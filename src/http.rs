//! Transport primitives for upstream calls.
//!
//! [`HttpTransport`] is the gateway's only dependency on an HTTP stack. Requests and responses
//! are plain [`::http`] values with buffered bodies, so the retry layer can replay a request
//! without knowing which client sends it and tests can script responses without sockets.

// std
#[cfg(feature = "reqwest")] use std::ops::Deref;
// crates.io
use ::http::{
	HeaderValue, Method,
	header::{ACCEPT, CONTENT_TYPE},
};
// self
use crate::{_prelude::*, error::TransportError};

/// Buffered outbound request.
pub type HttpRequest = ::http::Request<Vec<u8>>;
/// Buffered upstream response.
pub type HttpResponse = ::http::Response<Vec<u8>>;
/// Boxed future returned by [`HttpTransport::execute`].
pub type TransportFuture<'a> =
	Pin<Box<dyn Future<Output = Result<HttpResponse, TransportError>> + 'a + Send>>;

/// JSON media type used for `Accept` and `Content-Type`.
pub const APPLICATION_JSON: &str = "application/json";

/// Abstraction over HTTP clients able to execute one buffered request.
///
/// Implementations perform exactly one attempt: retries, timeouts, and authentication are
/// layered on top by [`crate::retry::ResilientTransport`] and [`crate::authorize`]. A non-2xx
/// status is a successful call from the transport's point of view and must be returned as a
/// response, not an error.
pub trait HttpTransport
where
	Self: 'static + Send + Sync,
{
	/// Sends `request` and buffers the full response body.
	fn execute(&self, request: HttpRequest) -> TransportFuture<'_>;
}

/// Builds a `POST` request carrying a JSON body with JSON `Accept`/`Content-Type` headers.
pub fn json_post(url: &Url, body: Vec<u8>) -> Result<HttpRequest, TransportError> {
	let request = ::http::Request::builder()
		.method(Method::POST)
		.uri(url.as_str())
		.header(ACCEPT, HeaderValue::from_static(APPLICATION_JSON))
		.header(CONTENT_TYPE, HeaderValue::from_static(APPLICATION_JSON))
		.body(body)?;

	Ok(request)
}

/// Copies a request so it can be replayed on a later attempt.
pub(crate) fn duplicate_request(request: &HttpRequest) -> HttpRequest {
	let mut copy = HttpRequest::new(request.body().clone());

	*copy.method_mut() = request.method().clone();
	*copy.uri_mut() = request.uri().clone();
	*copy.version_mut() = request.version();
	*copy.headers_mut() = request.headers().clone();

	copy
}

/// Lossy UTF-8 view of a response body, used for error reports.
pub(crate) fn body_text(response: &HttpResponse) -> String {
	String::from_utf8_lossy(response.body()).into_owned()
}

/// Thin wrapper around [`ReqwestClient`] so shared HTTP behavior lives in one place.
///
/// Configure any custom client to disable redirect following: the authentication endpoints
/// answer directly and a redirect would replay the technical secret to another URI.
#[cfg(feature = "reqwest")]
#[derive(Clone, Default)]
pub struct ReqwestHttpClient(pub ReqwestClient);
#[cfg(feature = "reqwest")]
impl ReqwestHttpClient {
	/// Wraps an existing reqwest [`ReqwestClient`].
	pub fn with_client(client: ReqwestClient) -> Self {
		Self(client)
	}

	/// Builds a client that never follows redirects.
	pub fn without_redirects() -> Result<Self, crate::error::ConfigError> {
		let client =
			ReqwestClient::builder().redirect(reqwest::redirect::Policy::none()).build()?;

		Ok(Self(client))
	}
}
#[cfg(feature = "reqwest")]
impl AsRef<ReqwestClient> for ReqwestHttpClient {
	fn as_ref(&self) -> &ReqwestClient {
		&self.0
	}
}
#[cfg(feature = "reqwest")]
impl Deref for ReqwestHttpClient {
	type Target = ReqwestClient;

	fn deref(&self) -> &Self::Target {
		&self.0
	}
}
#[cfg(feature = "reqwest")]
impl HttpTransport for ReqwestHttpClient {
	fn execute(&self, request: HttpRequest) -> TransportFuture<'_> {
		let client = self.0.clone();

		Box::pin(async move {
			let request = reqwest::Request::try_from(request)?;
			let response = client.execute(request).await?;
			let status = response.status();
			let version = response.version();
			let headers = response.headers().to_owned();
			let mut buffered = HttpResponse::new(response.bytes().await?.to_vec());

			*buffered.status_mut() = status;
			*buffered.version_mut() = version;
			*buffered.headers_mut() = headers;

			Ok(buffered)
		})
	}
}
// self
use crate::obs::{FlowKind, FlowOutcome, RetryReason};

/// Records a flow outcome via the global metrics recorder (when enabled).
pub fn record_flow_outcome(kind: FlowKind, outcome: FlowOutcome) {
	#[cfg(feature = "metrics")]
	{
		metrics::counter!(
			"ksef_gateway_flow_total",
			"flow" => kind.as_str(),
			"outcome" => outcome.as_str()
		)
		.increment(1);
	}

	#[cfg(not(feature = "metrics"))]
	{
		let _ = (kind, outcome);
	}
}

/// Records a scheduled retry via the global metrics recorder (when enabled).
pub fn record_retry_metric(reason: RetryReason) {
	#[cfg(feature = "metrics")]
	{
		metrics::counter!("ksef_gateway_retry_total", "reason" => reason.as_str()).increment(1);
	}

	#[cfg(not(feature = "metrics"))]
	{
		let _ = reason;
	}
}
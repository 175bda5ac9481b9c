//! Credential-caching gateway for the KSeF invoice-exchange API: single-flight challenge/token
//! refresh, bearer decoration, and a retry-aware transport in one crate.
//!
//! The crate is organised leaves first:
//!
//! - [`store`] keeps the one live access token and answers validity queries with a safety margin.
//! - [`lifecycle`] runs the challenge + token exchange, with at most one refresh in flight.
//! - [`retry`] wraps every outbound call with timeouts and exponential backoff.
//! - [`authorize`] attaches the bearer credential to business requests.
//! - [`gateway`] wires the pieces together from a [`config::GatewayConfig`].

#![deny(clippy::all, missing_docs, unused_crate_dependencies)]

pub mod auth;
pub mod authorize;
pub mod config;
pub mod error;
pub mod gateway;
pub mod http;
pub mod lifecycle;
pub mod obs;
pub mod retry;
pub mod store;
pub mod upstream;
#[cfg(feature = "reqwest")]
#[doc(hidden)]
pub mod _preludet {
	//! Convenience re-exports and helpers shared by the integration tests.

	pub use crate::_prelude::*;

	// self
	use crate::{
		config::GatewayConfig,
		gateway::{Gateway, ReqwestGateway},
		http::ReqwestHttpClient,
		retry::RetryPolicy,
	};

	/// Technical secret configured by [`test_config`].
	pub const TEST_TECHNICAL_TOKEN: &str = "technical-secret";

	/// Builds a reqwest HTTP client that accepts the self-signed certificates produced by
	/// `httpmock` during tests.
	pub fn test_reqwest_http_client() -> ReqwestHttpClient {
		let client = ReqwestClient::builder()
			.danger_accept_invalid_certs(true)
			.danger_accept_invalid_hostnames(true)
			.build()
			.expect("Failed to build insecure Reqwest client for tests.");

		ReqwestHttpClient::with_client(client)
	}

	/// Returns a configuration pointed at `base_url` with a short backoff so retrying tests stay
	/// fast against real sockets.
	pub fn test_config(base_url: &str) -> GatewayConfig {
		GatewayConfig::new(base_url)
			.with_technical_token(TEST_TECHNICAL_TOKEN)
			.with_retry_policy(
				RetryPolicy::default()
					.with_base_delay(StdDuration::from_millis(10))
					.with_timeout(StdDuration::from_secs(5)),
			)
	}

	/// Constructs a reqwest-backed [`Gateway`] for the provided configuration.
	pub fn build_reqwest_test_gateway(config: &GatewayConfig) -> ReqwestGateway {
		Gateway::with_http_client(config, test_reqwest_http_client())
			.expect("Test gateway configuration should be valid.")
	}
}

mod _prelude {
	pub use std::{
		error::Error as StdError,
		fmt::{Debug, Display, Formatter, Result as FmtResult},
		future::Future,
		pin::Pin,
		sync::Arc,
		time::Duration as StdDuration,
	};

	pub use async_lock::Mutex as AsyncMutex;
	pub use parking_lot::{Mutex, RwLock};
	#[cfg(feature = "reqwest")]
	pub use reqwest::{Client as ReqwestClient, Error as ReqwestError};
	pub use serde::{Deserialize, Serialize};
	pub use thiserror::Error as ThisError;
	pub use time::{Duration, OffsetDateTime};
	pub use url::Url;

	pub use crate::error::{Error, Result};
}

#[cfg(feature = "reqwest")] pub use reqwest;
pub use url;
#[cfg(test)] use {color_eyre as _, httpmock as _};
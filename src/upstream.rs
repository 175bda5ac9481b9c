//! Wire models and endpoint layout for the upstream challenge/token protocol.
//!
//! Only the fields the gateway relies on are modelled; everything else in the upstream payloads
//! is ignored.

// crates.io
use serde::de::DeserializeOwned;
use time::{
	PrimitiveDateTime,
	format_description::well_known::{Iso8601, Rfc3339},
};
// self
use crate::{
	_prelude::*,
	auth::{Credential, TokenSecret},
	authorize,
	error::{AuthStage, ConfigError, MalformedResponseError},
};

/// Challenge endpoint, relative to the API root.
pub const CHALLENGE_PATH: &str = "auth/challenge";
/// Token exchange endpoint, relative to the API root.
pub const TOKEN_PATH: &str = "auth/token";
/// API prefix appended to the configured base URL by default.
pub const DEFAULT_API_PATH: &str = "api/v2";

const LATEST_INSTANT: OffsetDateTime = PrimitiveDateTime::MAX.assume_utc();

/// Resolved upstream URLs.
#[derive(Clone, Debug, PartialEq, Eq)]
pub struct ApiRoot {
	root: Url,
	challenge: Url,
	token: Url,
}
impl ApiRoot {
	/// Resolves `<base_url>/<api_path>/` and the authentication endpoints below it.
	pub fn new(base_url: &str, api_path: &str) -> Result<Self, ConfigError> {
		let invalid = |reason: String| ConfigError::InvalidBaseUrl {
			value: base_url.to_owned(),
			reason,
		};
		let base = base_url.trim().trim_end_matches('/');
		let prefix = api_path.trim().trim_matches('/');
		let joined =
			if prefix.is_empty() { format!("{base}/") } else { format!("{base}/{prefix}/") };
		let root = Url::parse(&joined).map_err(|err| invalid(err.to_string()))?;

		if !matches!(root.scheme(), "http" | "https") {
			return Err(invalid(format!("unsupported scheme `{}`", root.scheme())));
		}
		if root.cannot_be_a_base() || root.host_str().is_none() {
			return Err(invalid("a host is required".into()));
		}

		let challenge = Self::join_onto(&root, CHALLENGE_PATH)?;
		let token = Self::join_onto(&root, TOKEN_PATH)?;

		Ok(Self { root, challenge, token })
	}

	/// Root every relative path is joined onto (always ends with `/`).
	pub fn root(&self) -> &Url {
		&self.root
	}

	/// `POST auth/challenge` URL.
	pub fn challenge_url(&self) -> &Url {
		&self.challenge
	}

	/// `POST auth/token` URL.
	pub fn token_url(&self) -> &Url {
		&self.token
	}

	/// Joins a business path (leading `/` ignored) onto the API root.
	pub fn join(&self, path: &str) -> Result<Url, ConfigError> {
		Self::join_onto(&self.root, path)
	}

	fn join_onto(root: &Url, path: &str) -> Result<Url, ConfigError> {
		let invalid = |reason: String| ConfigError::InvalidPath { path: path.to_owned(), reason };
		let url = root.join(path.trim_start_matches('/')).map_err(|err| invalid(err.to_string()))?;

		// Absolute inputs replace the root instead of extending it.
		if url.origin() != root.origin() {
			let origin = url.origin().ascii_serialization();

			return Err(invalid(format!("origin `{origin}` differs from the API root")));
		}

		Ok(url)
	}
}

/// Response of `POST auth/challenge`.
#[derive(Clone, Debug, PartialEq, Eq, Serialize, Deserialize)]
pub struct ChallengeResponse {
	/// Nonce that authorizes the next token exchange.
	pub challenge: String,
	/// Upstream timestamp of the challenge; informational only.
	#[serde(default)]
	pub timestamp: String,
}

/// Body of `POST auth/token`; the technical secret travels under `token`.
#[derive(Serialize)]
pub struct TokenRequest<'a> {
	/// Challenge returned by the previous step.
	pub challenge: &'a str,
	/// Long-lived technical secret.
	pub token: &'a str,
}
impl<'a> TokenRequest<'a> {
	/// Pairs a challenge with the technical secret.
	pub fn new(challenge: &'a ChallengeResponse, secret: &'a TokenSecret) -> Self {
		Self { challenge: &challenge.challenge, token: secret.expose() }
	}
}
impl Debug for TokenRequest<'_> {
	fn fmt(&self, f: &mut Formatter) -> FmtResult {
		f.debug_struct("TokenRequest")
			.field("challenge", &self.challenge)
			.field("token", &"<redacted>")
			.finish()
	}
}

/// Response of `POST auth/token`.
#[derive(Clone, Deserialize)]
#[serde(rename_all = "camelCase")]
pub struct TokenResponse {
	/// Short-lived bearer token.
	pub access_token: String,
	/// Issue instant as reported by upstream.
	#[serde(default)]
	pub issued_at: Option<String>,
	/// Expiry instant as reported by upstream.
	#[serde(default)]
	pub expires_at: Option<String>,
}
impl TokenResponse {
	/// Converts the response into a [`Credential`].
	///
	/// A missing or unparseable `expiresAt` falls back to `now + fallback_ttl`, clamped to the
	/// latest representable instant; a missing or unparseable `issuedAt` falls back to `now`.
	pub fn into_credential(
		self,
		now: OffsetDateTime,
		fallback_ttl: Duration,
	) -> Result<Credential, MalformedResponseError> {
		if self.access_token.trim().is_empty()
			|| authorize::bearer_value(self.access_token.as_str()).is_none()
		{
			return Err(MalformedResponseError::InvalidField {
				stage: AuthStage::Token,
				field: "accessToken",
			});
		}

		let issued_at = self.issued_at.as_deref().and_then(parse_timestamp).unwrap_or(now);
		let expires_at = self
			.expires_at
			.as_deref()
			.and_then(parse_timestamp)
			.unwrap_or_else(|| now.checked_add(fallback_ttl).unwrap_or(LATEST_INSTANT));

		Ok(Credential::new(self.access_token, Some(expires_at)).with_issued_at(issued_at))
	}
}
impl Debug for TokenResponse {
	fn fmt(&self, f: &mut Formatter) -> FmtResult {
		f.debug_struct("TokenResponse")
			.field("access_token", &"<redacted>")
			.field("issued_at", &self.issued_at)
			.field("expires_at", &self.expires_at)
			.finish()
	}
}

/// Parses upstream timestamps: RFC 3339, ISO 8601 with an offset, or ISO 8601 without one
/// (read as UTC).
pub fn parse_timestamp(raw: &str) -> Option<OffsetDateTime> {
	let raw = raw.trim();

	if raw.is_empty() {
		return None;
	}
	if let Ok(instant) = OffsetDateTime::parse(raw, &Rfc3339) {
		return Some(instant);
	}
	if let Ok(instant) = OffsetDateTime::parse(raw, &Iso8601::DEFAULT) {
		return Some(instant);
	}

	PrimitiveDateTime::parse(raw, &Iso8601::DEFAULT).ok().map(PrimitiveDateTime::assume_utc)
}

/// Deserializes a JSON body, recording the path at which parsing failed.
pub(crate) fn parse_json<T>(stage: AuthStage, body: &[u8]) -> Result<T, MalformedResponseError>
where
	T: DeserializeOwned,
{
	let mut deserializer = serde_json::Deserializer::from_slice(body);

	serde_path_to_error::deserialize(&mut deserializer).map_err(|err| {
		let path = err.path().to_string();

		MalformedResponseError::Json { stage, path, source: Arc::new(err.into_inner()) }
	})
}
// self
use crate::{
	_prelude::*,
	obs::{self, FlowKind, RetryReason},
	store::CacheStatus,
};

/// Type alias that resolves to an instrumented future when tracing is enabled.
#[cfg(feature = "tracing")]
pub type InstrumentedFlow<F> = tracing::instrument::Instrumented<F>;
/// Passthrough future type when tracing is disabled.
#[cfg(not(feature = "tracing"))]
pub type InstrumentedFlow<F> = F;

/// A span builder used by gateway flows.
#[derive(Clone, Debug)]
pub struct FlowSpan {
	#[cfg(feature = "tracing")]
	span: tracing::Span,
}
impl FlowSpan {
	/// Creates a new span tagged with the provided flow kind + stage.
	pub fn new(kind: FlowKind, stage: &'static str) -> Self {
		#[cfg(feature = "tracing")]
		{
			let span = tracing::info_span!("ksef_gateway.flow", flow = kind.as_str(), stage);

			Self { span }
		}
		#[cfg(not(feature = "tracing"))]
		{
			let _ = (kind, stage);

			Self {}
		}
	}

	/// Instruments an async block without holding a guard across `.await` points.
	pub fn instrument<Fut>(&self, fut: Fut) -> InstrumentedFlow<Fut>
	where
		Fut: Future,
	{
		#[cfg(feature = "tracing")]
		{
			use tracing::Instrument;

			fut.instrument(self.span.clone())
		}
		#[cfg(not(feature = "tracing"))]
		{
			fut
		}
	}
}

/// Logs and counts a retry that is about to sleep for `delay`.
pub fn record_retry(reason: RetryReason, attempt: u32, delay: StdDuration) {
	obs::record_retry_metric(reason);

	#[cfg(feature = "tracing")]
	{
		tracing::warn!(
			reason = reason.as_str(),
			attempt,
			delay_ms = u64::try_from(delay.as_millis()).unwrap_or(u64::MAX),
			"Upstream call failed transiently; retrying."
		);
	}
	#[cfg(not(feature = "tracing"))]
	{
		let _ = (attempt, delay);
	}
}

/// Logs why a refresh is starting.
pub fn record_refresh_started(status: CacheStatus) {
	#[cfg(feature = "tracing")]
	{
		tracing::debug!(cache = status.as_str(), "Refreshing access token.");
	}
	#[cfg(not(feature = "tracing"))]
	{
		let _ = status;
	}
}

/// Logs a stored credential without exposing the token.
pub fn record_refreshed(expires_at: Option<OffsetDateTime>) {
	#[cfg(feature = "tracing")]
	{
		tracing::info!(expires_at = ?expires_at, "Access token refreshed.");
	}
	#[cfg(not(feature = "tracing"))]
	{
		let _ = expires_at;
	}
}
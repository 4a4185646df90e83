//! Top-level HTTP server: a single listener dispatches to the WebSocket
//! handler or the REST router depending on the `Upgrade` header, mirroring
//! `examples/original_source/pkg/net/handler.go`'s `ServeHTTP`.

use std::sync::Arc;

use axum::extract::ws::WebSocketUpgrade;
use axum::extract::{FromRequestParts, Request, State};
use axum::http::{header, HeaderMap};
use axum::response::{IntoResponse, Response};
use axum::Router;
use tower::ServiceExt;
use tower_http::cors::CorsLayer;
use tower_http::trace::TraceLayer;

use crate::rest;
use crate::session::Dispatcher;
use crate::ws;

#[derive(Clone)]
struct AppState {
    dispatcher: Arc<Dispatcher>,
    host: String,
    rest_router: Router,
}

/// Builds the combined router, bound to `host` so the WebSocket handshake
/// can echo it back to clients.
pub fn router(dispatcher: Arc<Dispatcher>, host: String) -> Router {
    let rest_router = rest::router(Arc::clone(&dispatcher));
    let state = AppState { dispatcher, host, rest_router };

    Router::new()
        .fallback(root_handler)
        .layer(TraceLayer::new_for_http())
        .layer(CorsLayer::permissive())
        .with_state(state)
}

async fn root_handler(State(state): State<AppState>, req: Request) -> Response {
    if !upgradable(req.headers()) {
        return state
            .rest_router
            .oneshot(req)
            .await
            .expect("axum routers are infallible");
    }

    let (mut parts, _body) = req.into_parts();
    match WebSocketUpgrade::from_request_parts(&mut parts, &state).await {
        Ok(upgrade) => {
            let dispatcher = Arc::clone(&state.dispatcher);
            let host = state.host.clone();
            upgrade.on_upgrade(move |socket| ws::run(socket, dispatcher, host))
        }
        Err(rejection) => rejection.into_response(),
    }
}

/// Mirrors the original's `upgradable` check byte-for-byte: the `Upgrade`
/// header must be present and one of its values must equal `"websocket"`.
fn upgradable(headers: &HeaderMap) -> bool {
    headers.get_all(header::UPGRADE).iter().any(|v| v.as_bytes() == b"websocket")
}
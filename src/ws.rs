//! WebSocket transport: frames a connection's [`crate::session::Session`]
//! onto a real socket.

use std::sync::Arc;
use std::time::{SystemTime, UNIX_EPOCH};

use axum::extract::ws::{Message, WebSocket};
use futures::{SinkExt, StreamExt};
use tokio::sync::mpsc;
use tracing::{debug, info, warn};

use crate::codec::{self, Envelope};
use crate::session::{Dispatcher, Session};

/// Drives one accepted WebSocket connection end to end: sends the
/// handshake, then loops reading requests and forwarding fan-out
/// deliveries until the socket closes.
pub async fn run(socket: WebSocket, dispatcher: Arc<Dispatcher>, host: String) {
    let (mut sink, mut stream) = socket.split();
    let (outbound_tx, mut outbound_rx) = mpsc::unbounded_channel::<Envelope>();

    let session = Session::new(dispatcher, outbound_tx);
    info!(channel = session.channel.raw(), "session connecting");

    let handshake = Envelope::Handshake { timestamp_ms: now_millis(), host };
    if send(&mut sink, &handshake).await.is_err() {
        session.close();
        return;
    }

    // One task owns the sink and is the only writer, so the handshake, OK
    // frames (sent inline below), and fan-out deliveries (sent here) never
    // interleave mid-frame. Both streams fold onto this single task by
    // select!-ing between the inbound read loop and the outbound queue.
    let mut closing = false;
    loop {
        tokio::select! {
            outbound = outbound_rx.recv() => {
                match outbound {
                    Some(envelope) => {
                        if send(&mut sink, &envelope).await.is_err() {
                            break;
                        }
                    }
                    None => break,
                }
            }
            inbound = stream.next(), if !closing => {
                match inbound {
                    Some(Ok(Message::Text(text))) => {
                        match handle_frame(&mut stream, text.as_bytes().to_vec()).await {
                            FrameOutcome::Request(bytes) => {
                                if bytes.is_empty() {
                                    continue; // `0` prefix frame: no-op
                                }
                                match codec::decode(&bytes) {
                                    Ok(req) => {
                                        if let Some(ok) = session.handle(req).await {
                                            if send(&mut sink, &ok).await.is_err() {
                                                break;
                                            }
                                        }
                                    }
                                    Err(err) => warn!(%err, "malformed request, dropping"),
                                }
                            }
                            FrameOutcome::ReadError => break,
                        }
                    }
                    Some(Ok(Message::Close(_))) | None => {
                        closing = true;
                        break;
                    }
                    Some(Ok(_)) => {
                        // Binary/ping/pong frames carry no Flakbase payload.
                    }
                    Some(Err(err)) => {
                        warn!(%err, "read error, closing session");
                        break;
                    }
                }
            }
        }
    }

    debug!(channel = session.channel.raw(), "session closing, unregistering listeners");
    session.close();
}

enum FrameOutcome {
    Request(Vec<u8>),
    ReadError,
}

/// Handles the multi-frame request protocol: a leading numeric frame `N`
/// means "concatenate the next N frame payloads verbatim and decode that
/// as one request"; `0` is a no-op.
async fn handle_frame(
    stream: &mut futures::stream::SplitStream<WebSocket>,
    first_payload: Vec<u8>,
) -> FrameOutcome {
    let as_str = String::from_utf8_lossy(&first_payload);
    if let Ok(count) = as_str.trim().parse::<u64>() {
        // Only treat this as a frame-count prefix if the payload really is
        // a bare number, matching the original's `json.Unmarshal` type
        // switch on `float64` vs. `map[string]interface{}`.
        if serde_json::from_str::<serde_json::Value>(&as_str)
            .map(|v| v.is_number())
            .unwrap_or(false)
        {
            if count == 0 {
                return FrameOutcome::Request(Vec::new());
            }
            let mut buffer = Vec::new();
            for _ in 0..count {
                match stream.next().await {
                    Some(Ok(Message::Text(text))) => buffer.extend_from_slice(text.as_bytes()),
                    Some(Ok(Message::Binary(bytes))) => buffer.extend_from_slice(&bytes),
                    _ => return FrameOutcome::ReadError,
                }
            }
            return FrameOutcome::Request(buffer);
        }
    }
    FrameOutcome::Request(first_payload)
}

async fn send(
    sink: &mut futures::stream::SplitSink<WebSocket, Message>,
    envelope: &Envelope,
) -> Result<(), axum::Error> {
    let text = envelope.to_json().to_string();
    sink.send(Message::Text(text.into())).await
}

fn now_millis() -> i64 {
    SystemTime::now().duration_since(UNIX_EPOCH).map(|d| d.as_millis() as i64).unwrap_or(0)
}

----------------

Scan the entries for the word "AppState". Report each line that has it.

Your solution |
struct AppState {
    let state = AppState { dispatcher, host, rest_router };
async fn root_handler(State(state): State<AppState>, req: Request) -> Response {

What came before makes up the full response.